Provided records section start

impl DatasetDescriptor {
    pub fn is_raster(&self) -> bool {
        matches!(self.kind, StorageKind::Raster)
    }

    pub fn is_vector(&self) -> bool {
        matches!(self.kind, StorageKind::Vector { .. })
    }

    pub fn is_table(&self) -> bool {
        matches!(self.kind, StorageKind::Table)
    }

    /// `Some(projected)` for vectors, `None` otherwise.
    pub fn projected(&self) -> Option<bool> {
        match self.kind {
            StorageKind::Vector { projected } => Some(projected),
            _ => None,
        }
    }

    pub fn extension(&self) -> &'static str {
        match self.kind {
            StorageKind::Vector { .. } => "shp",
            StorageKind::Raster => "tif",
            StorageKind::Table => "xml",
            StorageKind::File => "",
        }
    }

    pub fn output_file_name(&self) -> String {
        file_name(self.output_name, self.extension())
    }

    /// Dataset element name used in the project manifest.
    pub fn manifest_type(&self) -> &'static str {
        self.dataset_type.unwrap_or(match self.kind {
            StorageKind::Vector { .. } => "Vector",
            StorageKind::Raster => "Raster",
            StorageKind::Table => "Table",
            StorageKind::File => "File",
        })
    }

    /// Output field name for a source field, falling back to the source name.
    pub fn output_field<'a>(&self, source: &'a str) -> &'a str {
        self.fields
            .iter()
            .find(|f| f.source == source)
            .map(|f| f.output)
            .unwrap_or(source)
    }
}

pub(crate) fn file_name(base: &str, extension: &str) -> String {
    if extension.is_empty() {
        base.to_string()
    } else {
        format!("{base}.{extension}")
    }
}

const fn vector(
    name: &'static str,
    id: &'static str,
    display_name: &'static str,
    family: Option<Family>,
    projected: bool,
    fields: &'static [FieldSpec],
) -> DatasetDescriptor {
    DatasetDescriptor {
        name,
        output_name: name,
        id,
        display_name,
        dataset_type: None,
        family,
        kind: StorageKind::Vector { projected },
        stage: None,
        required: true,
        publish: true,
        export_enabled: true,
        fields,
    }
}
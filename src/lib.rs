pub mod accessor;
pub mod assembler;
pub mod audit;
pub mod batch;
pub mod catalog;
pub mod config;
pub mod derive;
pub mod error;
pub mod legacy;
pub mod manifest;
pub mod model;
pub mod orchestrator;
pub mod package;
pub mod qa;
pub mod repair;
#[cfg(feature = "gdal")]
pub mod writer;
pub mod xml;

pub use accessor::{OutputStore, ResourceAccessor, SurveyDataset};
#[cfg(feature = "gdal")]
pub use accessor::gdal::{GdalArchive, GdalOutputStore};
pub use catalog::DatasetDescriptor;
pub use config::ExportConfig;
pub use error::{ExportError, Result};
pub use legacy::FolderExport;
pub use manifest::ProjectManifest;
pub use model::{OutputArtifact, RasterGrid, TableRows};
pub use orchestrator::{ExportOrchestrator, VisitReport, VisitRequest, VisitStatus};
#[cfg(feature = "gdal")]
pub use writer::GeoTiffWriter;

Provided records section end
Provided records section start

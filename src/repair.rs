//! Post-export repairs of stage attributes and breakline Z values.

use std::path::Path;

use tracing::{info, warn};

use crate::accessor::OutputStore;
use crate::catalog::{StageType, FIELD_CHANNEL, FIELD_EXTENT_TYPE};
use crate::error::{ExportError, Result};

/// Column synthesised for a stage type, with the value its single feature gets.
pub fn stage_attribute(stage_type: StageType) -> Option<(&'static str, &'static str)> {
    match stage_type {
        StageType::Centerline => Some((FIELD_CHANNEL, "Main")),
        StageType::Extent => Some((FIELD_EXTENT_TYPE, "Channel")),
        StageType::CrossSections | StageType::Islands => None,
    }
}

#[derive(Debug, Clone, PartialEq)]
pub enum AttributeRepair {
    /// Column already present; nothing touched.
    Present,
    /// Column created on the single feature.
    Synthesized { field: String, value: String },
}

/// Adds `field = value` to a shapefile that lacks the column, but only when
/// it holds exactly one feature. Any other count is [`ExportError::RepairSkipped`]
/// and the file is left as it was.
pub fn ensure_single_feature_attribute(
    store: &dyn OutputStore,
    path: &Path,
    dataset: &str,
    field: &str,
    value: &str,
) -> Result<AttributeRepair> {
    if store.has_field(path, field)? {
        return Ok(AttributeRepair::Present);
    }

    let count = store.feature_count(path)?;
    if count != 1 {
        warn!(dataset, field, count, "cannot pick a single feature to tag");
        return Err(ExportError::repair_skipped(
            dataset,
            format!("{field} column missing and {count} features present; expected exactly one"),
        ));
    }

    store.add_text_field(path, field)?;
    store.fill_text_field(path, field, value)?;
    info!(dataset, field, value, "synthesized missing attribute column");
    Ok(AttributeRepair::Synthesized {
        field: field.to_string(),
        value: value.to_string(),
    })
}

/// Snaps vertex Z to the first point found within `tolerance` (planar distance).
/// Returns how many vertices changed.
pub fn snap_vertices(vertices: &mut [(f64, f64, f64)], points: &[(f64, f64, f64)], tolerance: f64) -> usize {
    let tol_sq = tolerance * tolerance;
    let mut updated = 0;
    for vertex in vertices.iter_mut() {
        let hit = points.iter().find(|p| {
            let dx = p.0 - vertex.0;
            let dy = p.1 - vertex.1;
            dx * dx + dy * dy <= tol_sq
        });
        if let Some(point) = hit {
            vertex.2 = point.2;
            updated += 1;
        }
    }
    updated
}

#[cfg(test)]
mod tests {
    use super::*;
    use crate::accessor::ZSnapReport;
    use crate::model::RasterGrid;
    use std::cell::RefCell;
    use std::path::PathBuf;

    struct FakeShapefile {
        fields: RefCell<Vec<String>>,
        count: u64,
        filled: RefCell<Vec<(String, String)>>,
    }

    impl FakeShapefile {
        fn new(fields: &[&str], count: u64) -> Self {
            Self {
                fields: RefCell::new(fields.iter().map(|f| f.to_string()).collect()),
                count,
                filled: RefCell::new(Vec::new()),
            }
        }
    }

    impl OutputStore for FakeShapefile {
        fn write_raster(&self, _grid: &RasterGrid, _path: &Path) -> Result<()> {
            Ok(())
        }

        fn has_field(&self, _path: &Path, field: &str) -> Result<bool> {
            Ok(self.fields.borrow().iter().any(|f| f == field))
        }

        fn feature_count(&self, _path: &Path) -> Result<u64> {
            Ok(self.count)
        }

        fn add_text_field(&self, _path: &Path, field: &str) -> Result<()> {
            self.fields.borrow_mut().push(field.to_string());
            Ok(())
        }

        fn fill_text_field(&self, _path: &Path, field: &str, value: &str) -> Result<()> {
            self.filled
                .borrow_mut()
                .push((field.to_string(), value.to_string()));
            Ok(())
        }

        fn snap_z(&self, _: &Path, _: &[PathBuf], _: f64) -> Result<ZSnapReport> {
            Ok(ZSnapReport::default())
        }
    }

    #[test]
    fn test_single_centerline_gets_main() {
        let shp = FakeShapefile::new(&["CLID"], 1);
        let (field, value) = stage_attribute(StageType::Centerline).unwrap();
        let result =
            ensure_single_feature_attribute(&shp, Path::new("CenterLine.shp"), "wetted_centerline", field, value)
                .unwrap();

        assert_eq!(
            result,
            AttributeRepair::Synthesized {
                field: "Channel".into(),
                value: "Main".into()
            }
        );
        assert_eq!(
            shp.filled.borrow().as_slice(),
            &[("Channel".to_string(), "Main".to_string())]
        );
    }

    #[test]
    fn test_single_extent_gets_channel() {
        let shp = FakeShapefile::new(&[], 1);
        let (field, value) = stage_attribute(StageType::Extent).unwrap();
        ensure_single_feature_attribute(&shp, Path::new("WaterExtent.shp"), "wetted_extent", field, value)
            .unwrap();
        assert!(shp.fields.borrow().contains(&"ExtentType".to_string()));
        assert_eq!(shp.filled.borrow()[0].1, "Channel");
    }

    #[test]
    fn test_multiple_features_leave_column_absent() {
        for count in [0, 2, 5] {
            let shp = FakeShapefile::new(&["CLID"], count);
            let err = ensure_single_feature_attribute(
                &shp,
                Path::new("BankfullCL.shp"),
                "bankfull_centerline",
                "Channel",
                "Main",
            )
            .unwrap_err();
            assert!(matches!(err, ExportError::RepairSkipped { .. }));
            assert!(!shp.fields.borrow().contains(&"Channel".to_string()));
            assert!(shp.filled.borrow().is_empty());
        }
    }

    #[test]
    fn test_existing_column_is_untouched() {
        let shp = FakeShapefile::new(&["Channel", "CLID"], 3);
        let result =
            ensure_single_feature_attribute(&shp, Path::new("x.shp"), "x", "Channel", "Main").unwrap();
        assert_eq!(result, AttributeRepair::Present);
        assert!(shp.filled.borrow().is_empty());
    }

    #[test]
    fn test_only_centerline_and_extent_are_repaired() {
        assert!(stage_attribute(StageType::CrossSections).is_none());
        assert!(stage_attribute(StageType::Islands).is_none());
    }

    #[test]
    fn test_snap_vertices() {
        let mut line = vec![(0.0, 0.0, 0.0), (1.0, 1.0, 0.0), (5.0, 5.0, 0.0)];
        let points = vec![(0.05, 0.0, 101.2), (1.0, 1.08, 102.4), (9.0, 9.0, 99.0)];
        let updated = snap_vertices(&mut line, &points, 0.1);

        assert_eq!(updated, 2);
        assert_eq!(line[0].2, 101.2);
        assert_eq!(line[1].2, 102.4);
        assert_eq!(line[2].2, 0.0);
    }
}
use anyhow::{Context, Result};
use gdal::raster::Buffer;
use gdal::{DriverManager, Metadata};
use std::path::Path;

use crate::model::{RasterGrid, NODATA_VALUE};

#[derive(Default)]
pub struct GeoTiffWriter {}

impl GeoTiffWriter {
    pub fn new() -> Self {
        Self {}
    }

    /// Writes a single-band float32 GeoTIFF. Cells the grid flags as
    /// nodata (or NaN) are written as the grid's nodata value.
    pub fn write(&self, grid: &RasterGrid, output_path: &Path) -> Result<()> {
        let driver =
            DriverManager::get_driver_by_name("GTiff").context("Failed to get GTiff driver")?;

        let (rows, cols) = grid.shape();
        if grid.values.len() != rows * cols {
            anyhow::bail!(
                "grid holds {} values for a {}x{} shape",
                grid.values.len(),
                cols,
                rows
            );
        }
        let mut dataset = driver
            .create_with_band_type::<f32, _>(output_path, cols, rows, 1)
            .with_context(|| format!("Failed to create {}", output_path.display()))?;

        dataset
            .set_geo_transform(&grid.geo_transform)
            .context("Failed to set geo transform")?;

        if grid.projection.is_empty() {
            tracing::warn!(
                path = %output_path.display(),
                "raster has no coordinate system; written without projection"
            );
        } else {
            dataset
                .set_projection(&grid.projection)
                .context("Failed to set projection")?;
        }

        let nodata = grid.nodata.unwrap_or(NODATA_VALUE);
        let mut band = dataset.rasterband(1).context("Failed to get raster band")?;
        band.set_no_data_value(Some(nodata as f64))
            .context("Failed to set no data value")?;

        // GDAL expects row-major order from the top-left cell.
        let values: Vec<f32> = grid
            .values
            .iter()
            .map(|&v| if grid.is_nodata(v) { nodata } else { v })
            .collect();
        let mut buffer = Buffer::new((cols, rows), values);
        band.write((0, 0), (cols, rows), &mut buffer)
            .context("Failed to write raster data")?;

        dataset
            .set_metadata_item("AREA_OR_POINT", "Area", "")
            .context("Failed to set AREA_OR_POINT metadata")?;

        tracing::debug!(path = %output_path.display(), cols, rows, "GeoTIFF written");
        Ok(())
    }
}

Provided records section end

**Instructions for the task:** Extract every line containing the string "contains" from the data above.

**Answer box:**
        assert!(shp.fields.borrow().contains(&"ExtentType".to_string()));
            assert!(!shp.fields.borrow().contains(&"Channel".to_string()));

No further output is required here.